List pairs of people that are similar:
MATCH (n:Person)-[r:SIMILAR]->(m:Person)
RETURN n.name as person1, m.name as person2, r.score as similarity
ORDER BY similarity DESCENDING, person1, person2
Table 3. Results
person1 person2 similarity

"Annie"

"Matt"

0.9661740064620972

"Matt"

"Annie"

0.9661740064620972

"Dan"

"Elsa"

0.9606010317802429

"Elsa"

"Dan"

0.9606010317802429

"Jeff"

"Annie"

0.6309423446655273

Our kNN results indicate among other things that the Person nodes named "Annie" and "Matt" are very similar. Looking at the BUYS relationships for these two nodes we can see that such a conclusion makes sense. They both buy three products, two of which are the same (Product nodes named "Cucumber" and "Tomatoes") for both people and with similar amounts. We therefore have high confidence in our approach.

5. Making recommendations

Using the information we derived that the Person nodes named "Annie" and "Matt" are similar, we can make product recommendations for each of them. Since they are similar, we can assume that products purchased by only one of the people may be of interest to buy also for the other person not already buying the product. By this principle we can derive product recommendations for the Person named "Matt" using a simple Cypher query.

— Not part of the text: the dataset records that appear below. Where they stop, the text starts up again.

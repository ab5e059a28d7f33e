//! HTML escaping for the fallback display.

use std::borrow::Cow;

/// Escapes `&`, `<`, `>`, `"` and `'` as HTML entities.
///
/// Input without any of those characters is returned borrowed.
///
/// ```
/// use faultline::html::escape;
///
/// assert_eq!(escape("a < b && it's \"x\""), "a &lt; b &amp;&amp; it&#039;s &quot;x&quot;");
/// assert!(matches!(escape("plain"), std::borrow::Cow::Borrowed("plain")));
/// ```
#[must_use]
pub fn escape(text: &str) -> Cow<'_, str> {
    let Some(first) = text.find(['&', '<', '>', '"', '\'']) else {
        return Cow::Borrowed(text);
    };

    let mut out = String::with_capacity(text.len() + 16);
    out.push_str(&text[..first]);
    // Flush unescaped runs in one go; every special character is ASCII so
    // byte offsets stay on char boundaries.
    let mut copy_start = first;
    for (i, byte) in text.bytes().enumerate().skip(first) {
        let entity = match byte {
            b'&' => "&amp;",
            b'<' => "&lt;",
            b'>' => "&gt;",
            b'"' => "&quot;",
            b'\'' => "&#039;",
            _ => continue,
        };
        out.push_str(&text[copy_start..i]);
        out.push_str(entity);
        copy_start = i + 1;
    }
    out.push_str(&text[copy_start..]);
    Cow::Owned(out)
}

/// Wraps escaped text in a `<pre>` block.
#[must_use]
pub fn preformatted(text: &str) -> String {
    format!("<pre>{}</pre>", escape(text))
}

#[cfg(test)]
mod tests {
    use super::*;

    #[test]
    fn test_escape_all_specials() {
        assert_eq!(escape("&<>\"'"), "&amp;&lt;&gt;&quot;&#039;");
    }

    #[test]
    fn test_escape_keeps_multibyte_text() {
        assert_eq!(escape("π < σ — ok"), "π &lt; σ — ok");
        assert_eq!(escape("日本"), "日本");
    }

    #[test]
    fn test_escape_does_not_double_decode() {
        assert_eq!(escape("&amp;"), "&amp;amp;");
    }

    #[test]
    fn test_preformatted() {
        assert_eq!(
            preformatted("Warning[2]: '<b>' in x on line 1"),
            "<pre>Warning[2]: &#039;&lt;b&gt;&#039; in x on line 1</pre>"
        );
    }
}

Product recommendations for Person node with name "Matt":
MATCH (:Person {name: "Annie"})-->(p1:Product)
WITH collect(p1) as products
MATCH (:Person {name: "Matt"})-->(p2:Product)
WHERE not p2 in products
RETURN p2.name as recommendation
Table 4. Results
recommendation

"Kale"

Indeed, "Kale" is the one product that the Person named "Annie" buys that is also not purchased by the Person named "Matt".

6. Conclusion

Using two GDS algorithms and some basic Cypher we were easily able to derive some sensible product recommendations for a customer in our small example.

To make sure to get similarities to other customers for every customer in our graph with kNN, we could play around with increasing the topK parameter.